• _PROBLEM REQUIREMENTS_
State the number of lines with "nHelpful" in the listing, leaving out everything else.

• _DATA PROVIDED_

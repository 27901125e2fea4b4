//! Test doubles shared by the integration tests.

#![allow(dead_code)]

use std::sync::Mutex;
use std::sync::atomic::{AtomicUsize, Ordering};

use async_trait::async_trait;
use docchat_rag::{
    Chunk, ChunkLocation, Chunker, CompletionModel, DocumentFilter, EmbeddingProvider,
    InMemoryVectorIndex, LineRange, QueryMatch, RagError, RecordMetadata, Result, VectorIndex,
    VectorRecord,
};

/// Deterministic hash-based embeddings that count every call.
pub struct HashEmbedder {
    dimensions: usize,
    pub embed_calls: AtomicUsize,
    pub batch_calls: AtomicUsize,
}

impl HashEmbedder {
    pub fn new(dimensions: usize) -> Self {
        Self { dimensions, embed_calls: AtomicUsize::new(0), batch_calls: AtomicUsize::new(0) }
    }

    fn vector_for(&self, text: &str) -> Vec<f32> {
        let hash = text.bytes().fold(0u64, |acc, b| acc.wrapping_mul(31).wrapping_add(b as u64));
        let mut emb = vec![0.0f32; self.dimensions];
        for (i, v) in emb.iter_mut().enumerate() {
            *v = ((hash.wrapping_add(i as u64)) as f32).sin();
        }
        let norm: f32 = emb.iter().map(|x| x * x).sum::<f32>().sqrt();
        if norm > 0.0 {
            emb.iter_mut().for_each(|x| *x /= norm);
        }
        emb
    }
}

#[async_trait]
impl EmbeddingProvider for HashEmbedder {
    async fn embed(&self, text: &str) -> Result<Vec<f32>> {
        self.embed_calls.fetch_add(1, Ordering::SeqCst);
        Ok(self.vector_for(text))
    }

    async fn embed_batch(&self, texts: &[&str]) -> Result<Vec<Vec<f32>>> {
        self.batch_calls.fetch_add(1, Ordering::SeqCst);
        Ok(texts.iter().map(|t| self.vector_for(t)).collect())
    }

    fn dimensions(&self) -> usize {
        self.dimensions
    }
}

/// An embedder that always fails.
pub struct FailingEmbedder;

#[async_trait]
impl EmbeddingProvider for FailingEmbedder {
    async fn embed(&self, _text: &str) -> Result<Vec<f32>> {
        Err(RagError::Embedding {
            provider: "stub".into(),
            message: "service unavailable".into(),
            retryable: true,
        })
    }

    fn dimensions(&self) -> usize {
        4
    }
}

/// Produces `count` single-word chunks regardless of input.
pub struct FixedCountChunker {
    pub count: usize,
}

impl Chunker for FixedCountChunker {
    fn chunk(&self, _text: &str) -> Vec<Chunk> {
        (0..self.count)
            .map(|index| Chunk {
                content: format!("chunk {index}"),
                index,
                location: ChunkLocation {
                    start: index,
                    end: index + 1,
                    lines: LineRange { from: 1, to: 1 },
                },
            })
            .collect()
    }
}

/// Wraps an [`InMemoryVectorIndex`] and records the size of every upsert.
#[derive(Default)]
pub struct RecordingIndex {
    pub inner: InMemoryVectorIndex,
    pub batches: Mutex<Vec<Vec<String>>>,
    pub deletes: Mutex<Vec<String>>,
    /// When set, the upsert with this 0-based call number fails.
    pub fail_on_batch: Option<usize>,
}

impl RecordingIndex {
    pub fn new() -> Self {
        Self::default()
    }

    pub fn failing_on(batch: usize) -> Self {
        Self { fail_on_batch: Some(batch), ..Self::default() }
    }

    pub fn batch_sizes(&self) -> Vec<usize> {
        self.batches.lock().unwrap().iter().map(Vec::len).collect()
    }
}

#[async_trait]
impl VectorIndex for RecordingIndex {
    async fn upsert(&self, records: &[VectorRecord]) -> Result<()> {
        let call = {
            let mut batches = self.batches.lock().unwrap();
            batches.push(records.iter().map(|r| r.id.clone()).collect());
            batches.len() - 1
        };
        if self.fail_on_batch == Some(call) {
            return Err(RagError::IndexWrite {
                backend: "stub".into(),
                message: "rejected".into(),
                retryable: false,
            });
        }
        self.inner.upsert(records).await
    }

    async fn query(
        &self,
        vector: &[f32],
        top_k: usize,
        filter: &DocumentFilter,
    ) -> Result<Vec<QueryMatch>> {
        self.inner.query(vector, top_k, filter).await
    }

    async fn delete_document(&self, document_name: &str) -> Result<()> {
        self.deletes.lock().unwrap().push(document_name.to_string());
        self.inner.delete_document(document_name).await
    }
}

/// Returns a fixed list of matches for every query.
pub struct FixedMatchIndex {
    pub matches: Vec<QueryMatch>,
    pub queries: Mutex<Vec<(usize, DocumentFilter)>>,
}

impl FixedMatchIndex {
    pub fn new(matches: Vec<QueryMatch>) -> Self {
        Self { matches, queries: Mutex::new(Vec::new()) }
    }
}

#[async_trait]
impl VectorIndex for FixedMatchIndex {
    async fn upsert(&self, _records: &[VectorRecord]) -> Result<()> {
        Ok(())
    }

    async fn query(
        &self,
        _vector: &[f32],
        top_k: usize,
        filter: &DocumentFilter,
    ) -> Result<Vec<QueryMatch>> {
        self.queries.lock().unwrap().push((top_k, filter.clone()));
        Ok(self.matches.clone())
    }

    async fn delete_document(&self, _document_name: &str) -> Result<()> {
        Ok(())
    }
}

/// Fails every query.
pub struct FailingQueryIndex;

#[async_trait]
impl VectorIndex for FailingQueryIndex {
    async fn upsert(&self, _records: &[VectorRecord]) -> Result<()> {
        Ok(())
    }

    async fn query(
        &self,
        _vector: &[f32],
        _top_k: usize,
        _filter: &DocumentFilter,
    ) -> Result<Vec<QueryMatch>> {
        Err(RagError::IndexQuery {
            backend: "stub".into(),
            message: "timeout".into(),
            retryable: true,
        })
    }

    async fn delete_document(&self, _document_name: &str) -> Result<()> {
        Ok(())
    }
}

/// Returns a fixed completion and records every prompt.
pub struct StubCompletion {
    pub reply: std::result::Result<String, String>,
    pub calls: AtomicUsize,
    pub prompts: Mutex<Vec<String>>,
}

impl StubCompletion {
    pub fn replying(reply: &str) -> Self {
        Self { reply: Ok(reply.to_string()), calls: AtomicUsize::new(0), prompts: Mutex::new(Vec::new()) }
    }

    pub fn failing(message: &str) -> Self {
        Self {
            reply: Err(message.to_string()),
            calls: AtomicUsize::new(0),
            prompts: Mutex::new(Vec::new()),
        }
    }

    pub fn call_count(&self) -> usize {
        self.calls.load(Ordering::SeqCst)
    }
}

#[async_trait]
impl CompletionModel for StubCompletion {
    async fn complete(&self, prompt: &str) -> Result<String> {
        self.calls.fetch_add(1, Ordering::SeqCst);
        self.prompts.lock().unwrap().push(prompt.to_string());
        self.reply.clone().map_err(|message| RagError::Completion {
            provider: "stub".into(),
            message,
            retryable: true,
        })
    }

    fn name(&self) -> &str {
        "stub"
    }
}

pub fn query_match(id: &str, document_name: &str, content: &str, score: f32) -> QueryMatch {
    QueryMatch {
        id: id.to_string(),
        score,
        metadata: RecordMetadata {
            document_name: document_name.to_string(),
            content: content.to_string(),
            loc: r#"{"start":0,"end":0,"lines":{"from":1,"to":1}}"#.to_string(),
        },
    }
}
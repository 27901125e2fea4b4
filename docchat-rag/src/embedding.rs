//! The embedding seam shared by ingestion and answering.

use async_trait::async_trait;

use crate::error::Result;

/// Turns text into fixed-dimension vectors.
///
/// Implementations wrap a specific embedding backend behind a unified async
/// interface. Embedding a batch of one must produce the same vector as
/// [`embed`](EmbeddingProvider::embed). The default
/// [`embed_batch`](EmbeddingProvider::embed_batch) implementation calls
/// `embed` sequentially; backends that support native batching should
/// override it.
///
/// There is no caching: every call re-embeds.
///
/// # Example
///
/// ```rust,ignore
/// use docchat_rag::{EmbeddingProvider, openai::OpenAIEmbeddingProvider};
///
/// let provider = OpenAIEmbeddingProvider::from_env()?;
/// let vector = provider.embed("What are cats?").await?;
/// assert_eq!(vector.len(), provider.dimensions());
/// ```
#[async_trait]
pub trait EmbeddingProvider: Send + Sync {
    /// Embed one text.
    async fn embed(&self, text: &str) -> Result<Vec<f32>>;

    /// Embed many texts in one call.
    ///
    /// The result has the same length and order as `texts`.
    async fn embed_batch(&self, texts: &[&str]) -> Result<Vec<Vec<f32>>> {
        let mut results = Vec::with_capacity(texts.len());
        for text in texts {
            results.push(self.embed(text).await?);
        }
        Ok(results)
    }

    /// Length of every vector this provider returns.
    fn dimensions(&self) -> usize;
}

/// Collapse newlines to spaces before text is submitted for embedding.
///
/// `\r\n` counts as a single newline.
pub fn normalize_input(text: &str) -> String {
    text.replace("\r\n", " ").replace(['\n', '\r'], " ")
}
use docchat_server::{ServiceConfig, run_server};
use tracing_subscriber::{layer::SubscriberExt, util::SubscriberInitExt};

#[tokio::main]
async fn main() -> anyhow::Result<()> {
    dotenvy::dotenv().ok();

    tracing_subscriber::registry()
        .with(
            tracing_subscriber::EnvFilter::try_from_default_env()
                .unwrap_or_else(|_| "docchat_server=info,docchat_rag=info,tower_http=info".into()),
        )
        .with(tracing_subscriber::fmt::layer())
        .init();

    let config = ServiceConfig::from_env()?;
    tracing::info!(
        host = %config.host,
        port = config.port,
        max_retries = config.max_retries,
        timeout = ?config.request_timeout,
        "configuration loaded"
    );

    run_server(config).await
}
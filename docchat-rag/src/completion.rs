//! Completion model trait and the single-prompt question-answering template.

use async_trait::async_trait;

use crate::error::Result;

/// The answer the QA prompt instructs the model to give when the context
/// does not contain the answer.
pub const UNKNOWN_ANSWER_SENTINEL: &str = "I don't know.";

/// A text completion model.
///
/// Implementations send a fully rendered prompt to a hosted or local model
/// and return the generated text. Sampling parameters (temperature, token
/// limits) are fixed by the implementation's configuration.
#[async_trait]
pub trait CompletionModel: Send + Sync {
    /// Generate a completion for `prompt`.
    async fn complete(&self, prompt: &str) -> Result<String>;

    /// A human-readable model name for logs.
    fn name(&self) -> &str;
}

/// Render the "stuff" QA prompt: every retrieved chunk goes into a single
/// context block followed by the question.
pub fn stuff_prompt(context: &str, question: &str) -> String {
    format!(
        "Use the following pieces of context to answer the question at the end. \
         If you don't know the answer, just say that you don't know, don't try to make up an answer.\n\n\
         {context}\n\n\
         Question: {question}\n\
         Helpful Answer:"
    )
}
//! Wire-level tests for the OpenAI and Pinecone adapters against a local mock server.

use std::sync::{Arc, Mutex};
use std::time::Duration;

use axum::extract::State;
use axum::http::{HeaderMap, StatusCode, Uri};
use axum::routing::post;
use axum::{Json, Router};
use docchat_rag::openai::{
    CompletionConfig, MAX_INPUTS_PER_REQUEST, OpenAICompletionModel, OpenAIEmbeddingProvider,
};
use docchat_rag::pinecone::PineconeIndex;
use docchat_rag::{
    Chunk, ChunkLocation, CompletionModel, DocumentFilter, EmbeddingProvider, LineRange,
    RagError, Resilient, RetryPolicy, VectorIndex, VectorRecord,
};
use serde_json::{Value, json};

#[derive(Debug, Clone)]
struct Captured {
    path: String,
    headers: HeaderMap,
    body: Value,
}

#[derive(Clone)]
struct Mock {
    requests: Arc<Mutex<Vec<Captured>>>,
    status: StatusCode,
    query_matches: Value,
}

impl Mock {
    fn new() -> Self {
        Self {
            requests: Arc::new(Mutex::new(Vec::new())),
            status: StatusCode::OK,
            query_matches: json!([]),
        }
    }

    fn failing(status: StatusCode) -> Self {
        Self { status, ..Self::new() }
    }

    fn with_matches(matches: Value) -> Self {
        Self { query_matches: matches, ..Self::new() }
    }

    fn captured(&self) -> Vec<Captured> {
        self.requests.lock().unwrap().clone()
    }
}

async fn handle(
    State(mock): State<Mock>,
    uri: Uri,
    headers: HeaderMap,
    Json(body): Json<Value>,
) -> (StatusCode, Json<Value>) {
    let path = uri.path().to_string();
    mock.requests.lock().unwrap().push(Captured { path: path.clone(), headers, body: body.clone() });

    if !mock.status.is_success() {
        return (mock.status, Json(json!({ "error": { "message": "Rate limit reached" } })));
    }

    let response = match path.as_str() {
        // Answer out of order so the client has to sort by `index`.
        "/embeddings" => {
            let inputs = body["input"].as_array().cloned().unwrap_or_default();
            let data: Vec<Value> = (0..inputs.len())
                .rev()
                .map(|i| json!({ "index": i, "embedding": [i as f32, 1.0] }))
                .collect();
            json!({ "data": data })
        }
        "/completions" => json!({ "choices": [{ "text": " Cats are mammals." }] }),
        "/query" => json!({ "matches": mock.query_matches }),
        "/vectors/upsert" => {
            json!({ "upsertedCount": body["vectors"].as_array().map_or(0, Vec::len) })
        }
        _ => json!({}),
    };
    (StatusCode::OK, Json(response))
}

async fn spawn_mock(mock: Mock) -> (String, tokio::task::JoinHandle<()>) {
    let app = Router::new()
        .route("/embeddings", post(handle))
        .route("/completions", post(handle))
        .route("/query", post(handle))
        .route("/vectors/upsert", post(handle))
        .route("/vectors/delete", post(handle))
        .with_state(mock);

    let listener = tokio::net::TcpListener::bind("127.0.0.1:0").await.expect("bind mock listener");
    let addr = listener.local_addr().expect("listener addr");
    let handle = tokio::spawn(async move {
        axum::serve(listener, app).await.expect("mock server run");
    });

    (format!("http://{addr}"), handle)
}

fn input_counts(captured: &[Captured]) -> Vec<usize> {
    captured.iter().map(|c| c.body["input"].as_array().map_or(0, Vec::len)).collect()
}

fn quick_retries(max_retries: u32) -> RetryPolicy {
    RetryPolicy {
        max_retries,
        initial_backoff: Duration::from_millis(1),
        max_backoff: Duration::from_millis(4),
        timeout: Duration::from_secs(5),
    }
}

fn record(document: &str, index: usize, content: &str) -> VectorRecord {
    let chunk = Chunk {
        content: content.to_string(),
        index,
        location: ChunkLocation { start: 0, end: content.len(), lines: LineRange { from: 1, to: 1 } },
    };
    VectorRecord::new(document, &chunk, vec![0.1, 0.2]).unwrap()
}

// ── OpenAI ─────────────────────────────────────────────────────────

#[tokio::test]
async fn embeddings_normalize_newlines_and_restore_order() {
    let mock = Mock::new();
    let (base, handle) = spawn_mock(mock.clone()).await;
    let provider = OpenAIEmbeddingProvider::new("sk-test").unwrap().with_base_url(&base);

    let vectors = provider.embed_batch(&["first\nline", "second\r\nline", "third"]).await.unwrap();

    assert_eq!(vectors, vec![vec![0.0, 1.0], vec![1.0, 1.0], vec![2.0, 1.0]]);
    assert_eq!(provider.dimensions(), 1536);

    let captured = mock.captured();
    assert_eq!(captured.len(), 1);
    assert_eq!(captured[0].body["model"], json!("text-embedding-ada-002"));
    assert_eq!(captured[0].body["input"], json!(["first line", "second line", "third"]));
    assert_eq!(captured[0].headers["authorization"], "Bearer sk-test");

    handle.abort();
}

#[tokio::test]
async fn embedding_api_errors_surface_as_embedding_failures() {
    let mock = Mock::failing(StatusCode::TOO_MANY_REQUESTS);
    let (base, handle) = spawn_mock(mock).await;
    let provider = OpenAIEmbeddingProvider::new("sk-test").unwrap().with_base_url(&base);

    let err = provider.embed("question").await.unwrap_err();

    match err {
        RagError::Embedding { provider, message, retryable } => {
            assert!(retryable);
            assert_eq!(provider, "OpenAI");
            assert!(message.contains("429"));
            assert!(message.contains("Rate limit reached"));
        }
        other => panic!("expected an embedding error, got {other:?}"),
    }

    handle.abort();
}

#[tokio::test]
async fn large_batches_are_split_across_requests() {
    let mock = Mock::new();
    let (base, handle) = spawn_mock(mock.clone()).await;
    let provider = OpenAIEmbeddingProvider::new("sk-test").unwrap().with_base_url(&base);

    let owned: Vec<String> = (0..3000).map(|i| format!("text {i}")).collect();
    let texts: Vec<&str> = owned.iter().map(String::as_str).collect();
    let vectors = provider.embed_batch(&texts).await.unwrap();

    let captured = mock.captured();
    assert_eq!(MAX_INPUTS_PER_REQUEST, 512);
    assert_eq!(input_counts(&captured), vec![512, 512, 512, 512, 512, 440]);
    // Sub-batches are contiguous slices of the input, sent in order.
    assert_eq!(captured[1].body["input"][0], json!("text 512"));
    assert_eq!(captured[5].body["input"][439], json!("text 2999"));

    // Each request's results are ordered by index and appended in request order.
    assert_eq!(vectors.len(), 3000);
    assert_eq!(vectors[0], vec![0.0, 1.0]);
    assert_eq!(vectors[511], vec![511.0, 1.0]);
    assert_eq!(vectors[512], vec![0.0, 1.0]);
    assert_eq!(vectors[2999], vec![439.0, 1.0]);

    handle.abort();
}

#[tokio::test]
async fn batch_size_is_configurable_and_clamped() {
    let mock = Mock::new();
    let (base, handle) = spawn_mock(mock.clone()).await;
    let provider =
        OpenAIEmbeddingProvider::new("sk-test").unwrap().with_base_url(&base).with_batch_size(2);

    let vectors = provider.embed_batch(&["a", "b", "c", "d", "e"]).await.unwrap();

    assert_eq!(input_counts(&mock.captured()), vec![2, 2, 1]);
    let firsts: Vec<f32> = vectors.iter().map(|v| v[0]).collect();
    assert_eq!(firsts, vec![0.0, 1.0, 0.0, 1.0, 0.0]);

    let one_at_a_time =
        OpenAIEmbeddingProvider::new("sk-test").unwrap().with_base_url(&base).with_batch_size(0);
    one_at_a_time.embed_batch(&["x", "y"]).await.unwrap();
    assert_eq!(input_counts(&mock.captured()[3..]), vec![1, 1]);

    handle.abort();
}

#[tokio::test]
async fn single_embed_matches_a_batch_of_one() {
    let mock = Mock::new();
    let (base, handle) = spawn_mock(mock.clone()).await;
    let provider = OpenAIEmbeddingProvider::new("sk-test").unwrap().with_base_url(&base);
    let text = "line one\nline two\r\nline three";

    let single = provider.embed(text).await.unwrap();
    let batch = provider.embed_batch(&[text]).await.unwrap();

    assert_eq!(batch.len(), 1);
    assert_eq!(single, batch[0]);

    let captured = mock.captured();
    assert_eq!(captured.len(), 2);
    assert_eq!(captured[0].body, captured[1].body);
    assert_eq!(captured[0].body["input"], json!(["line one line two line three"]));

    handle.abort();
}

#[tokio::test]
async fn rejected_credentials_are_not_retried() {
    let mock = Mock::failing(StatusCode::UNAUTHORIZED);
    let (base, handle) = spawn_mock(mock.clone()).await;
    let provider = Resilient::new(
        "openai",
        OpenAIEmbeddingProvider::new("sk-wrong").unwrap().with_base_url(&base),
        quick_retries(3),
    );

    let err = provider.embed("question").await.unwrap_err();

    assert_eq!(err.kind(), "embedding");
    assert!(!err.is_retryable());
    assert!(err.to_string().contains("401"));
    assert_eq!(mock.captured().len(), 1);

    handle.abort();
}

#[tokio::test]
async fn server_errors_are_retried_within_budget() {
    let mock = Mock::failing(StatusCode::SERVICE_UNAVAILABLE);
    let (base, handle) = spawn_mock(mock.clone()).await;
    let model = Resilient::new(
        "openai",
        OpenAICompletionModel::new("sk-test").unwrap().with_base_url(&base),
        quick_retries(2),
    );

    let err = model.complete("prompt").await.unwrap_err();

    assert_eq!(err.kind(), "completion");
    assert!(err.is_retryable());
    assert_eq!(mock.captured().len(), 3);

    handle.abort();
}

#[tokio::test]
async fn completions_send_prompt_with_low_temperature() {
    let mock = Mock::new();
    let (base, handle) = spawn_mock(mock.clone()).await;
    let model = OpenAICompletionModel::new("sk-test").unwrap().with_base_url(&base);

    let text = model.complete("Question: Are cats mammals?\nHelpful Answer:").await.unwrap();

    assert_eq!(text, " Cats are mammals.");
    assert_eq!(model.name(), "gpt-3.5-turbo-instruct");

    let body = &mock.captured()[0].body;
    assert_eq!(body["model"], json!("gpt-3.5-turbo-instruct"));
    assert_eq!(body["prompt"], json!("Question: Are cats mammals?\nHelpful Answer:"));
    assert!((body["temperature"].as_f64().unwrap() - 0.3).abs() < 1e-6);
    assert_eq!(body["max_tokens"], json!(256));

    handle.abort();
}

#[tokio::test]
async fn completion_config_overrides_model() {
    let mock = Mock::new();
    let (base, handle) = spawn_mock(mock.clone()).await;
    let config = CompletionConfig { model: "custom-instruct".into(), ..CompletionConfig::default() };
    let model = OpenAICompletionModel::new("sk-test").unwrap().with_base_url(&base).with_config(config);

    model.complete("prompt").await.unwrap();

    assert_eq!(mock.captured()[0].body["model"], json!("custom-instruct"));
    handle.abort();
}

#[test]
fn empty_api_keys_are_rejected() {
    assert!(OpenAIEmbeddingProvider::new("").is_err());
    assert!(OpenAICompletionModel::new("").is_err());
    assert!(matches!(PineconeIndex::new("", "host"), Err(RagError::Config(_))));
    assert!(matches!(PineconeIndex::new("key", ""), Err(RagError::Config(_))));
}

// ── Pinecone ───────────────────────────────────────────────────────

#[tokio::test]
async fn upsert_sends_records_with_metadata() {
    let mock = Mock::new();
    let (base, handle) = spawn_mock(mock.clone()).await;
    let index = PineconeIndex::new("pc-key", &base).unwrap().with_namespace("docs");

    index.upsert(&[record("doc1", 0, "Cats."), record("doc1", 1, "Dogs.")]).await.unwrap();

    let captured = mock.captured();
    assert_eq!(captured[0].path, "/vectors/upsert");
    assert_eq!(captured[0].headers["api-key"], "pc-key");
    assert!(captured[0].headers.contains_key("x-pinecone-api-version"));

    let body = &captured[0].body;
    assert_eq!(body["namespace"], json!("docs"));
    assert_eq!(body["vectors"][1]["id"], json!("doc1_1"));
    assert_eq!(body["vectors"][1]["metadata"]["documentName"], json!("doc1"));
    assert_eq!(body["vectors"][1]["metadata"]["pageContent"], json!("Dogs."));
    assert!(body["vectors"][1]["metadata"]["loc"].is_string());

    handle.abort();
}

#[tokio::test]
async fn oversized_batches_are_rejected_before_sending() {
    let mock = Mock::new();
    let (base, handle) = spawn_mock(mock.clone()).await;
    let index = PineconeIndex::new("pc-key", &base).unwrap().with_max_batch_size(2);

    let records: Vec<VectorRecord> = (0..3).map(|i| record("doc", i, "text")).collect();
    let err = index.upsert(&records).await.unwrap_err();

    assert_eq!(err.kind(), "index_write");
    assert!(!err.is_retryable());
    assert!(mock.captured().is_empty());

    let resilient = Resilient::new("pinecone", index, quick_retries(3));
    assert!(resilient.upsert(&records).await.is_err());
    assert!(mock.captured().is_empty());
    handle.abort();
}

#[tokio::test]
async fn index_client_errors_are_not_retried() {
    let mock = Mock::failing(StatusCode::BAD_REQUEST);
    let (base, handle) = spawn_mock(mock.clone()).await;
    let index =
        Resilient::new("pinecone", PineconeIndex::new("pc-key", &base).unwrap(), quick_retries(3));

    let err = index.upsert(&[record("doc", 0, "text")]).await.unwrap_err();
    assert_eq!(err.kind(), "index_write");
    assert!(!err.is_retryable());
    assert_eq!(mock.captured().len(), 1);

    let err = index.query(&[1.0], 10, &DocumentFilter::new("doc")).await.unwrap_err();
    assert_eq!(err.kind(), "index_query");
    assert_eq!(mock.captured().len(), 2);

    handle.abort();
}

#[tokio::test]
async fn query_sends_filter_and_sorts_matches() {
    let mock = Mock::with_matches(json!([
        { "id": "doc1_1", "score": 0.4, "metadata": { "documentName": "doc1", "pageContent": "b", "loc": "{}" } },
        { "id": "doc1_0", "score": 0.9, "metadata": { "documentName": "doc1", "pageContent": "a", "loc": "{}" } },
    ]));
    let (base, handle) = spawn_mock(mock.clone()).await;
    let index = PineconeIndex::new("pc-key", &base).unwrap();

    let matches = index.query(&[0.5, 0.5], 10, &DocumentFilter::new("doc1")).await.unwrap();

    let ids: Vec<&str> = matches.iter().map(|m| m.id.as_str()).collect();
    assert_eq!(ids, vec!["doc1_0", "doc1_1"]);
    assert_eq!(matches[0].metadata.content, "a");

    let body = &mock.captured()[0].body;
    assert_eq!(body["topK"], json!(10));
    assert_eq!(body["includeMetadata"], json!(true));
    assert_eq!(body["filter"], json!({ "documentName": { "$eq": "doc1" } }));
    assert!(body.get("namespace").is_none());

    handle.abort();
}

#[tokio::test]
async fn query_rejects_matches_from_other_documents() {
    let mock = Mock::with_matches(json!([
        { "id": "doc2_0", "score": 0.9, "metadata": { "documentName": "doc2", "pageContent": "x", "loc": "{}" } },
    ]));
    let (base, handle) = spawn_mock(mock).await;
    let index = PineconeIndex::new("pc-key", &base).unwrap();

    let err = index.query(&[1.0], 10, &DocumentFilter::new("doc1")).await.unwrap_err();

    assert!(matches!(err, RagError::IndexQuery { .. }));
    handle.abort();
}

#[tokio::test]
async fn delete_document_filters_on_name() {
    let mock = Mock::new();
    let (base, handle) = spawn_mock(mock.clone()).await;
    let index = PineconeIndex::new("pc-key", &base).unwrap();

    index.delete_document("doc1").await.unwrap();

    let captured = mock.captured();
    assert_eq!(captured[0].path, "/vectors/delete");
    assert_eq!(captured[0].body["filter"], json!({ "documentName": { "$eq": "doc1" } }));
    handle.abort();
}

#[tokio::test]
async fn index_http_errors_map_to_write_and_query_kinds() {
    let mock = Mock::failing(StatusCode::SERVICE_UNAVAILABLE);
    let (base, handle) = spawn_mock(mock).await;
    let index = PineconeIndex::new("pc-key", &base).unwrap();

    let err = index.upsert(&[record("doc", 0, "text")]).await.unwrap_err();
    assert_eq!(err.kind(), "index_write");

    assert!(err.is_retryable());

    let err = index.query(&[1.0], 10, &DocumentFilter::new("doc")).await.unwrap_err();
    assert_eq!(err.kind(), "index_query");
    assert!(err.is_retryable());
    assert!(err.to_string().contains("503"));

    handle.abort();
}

• _WRITTEN ANSWER_
2